— И возьми с собой ключи — я буду спать! — поступил приказ из ванной.
3
Думая об этой цепи, об этом золотом кружеве, о домашних рождественских ночах и запахе елки, о том, та ли это цепь и как она очутилась — или очудилась — у господина Братухина, о том, не масонами ли являются носители такого украшения, и уж о чем-то из отлетных мысленных лабиринтов, где тучистые образы сталкиваются меж собой и высекают все новые и беспризорные, чудовищные, от которых хочется откреститься, Оля подошла к бастиону обмена валюты, однако американских денег в карманах своего пальто не обнаружила. Пар из ее побелевшего рта инеем оседал на лисьем меху воротника, а по лицу со лба стекали ручейки пота, когда она, не веря в злобность случая, обыскала все и вся, где могли быть ею упрятаны деньги. Память подсовывала ей образ паренька со сливовыми, грустными очьми навыкате, который опасно притирался к ней в троллейбусном салоне и которого она с привычной скукой приняла за озабоченного.
Оля уходила от пункта обмена валюты, как слепая, натыкалась на встречных, пальто ее было расстегнуто, словно хранило надежду на возврат утерянного и выражало готовность к этому, шапку несла в руках, невольно ощупывая пальцами каждый ее шовчик.
Возврата нет.
«Возврата нет, — говорила она себе. — Он подумает, что я воровка…»
Шла к метрополитену, считая в уме, как в кошельке, хватит ли ей мелочи, чтобы уехать в свой пригород, в прабабушкину однокомнатную квартиру. А там… Что там — Оля думать боялась.
А там — погреб с могильной мглой.
«А там — церковь», — сказал ей отцовский голос.
«Церковь? — спросила себя Оля. — Но я ни разу не входила в церковь… Мне страшно, я их всех боюсь, этих старух… Боюсь смотреть… Платки… Покойники… Зачем?»
Но в памяти уже возник образ синего церковного купола за лоскутным мысом красно-зеленого леса, к рубежу которого и подходили деревенские огороды.
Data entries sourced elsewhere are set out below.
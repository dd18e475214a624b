//! The password policy and its check chain.

use serde::{Deserialize, Serialize};
use serde_json::Value;
use tourmaline_types::Data;

use crate::guessability::{EntropyEstimator, GUESSABILITY_MAX, GuessabilityEstimator};
use crate::violation::PolicyViolation;

/// Selects every string-valued field in take-all mode.
const ALL_FIELDS: &str = "*";

/// Tenant-configured password requirements.
///
/// Immutable per validation call. Every requirement is individually
/// disabled by its zero value -- flag false, empty list, level 0 -- and a
/// disabled check is skipped entirely.
#[derive(Debug, Clone, PartialEq, Eq, Default, Serialize, Deserialize)]
#[serde(default)]
pub struct PasswordPolicy {
    /// Minimum password length, in characters.
    pub min_length: usize,
    /// Require at least one uppercase character.
    pub uppercase_required: bool,
    /// Require at least one lowercase character.
    pub lowercase_required: bool,
    /// Require at least one decimal digit.
    pub digit_required: bool,
    /// Require at least one symbol (non-alphanumeric, non-whitespace).
    pub symbol_required: bool,
    /// Keywords the password must not contain, case-insensitively.
    pub excluded_keywords: Vec<String>,
    /// User-profile fields whose values the password must not contain.
    /// The literal `"*"` selects every string-valued field.
    pub excluded_fields: Vec<String>,
    /// Minimum guessability level (0 disables, 4 strictest).
    pub min_guessable_level: u8,
}

impl PasswordPolicy {
    /// Creates a policy with nothing required.
    pub fn new() -> Self {
        Self::default()
    }

    /// Sets the minimum length.
    #[must_use]
    pub fn with_min_length(mut self, min_length: usize) -> Self {
        self.min_length = min_length;
        self
    }

    /// Requires (or not) an uppercase character.
    #[must_use]
    pub fn with_uppercase_required(mut self, required: bool) -> Self {
        self.uppercase_required = required;
        self
    }

    /// Requires (or not) a lowercase character.
    #[must_use]
    pub fn with_lowercase_required(mut self, required: bool) -> Self {
        self.lowercase_required = required;
        self
    }

    /// Requires (or not) a decimal digit.
    #[must_use]
    pub fn with_digit_required(mut self, required: bool) -> Self {
        self.digit_required = required;
        self
    }

    /// Requires (or not) a symbol character.
    #[must_use]
    pub fn with_symbol_required(mut self, required: bool) -> Self {
        self.symbol_required = required;
        self
    }

    /// Adds an excluded keyword.
    #[must_use]
    pub fn with_excluded_keyword(mut self, keyword: impl Into<String>) -> Self {
        self.excluded_keywords.push(keyword.into());
        self
    }

    /// Adds an excluded profile field.
    #[must_use]
    pub fn with_excluded_field(mut self, field: impl Into<String>) -> Self {
        self.excluded_fields.push(field.into());
        self
    }

    /// Sets the minimum guessability level.
    #[must_use]
    pub fn with_min_guessable_level(mut self, level: u8) -> Self {
        self.min_guessable_level = level;
        self
    }

    /// Validates `password` against this policy using the built-in
    /// estimator.
    ///
    /// `user_data` is the account holder's profile map; only its
    /// string-valued fields participate (excluded-field containment and
    /// the guessability dictionary).
    pub fn validate(
        &self,
        password: &str,
        user_data: Option<&Data>,
    ) -> Result<(), PolicyViolation> {
        self.validate_with_estimator(&EntropyEstimator, password, user_data)
    }

    /// Validates `password` with a caller-supplied guessability estimator.
    ///
    /// Checks run in a fixed order and stop at the first violation; see
    /// the crate docs for the order.
    pub fn validate_with_estimator(
        &self,
        estimator: &dyn GuessabilityEstimator,
        password: &str,
        user_data: Option<&Data>,
    ) -> Result<(), PolicyViolation> {
        let pw_length = password.chars().count();
        if pw_length < self.min_length {
            return Err(PolicyViolation::TooShort {
                min_length: self.min_length,
                pw_length,
            });
        }

        if self.uppercase_required && !contains_uppercase(password) {
            return Err(PolicyViolation::UppercaseRequired);
        }
        if self.lowercase_required && !contains_lowercase(password) {
            return Err(PolicyViolation::LowercaseRequired);
        }
        if self.digit_required && !contains_digit(password) {
            return Err(PolicyViolation::DigitRequired);
        }
        if self.symbol_required && !contains_symbol(password) {
            return Err(PolicyViolation::SymbolRequired);
        }

        if !passes_excluded_keywords(password, self.excluded_keywords.iter()) {
            return Err(PolicyViolation::ContainsExcludedKeywords);
        }

        if !self.excluded_fields.is_empty() {
            if let Some(data) = user_data {
                let dictionary = self.excluded_field_values(data);
                if !passes_excluded_keywords(password, dictionary.iter()) {
                    return Err(PolicyViolation::ContainsExcludedKeywords);
                }
            }
        }

        if self.min_guessable_level > 0 {
            let user_inputs = user_data.map(string_field_values).unwrap_or_default();
            let pw_level = estimator
                .score(password, &user_inputs)
                .min(GUESSABILITY_MAX);
            if pw_level < self.min_guessable_level {
                tracing::trace!(
                    pw_level,
                    min_level = self.min_guessable_level,
                    "password below guessable level"
                );
                return Err(PolicyViolation::BelowGuessableLevel {
                    min_level: self.min_guessable_level,
                    pw_level,
                });
            }
        }

        Ok(())
    }

    /// Values of the excluded profile fields, per the configured
    /// selection -- named fields, or every string-valued field when the
    /// list contains [`ALL_FIELDS`].
    fn excluded_field_values(&self, data: &Data) -> Vec<String> {
        if self.excluded_fields.iter().any(|f| f == ALL_FIELDS) {
            return string_field_values(data);
        }
        self.excluded_fields
            .iter()
            .filter_map(|field| data.get(field))
            .filter_map(as_string)
            .collect()
    }
}

// ============================================================================
// Check functions
// ============================================================================

fn contains_uppercase(password: &str) -> bool {
    password.chars().any(char::is_uppercase)
}

fn contains_lowercase(password: &str) -> bool {
    password.chars().any(char::is_lowercase)
}

fn contains_digit(password: &str) -> bool {
    password.chars().any(|c| c.is_ascii_digit())
}

fn contains_symbol(password: &str) -> bool {
    password
        .chars()
        .any(|c| !c.is_alphanumeric() && !c.is_whitespace())
}

/// Returns whether the password avoids every keyword.
///
/// Matching is case-insensitive **literal** substring containment: a
/// keyword like `.` or `[` matches those characters verbatim, never as a
/// pattern. Empty keywords are ignored (an empty string is a substring of
/// everything).
fn passes_excluded_keywords<'a, I>(password: &str, keywords: I) -> bool
where
    I: Iterator<Item = &'a String>,
{
    let lowered = password.to_lowercase();
    !keywords
        .filter(|kw| !kw.is_empty())
        .any(|kw| lowered.contains(&kw.to_lowercase()))
}

/// Projects a profile map to its string-valued fields.
///
/// Non-string values (numbers, booleans, nested structures) are dropped
/// from consideration entirely.
fn string_field_values(data: &Data) -> Vec<String> {
    data.values().filter_map(as_string).collect()
}

fn as_string(value: &Value) -> Option<String> {
    value.as_str().map(ToString::to_string)
}

// ============================================================================
// Tests
// ============================================================================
Прабабушку переселили некогда в панельную пятиэтажку нового поселка, а огородец и погреб остались там, километрах в полутора от места ее нового бытования. И погребена прабабушка на старом кладбище, у той самой церковки, где Оля ни разу не была. Она видела прабабушку только на фотографиях, которые казались ей комичными, а люди на них — тоже никогда не бывшими. Картинки с выставки, облигации, спичечные этикетки.
— Что случилось, барышня? Почему тушь плывет? — едва не щекотнув Олину щеку бородой, поинтересовался попутчик, сидевший справа.
— Деньги потеряла, — отвернулась Оля к вагонному окну. — Или украли… Не знаю…
Мужчина ловко пересел визави — в вагон пригородной еще не всыпалось запредельного обычного, того, что называют человеческим ломом истории, — и спросил, ловя взгляд Оли:
— И много? Не смогу ли я помочь?
— Триста… — все еще глядя в окно на то, как вползает с улицы в вагон людская змейка, отвечала Оля. Боковым зрением она уловила неспешное копошение руки собеседника в нагрудном кармане пальто, услышала особенный шелест бумажных денег, увидела их перед собой.
— Возьмите… Здесь шесть по пятьдесят… Мне все равно некому дарить подарков, а как раз сегодня на работе рассчитали… За ненадобностью — возьмите: от души.
Глаза их встретились: он увидел на лице женщины гримасу стыда и недоумения — она заметила на заросшем бровями, усами, бородой лице доброго человека краску смущения. Он улыбнулся по-свойски — она закрыла глаза и мягко покачала головой:
— Спасибо… Вы на редкость… как бы это сказать?.. Великодушны? Но речь о долларах… Спасибо… Не беспокойтесь, прошу вас, — и тоже попробовала улыбнуться, но увидела в глазах попутчика боль и гнев: даже морщины на переносице сошлись буквой «М».
Он смотрел на смятые в кулаке бумажки с таким прищуром, что казалось, если бы глазами можно было свистеть, то эти боль и гнев со свистом вырвались бы в спертое уже пространство вагона.
— Что вы, птичка… — выдохнул он. — Мне такие бабки и за полгода не освоить…
И включилась упакованная в кожу соседка справа от Оли. Она заявила, что нынче заработки только на панели, и спешно задернула полы пальто в области острых своих коленок.
— Животный мир, пять букв! — теребил ее за локоть третий сосед по деревянному дивану.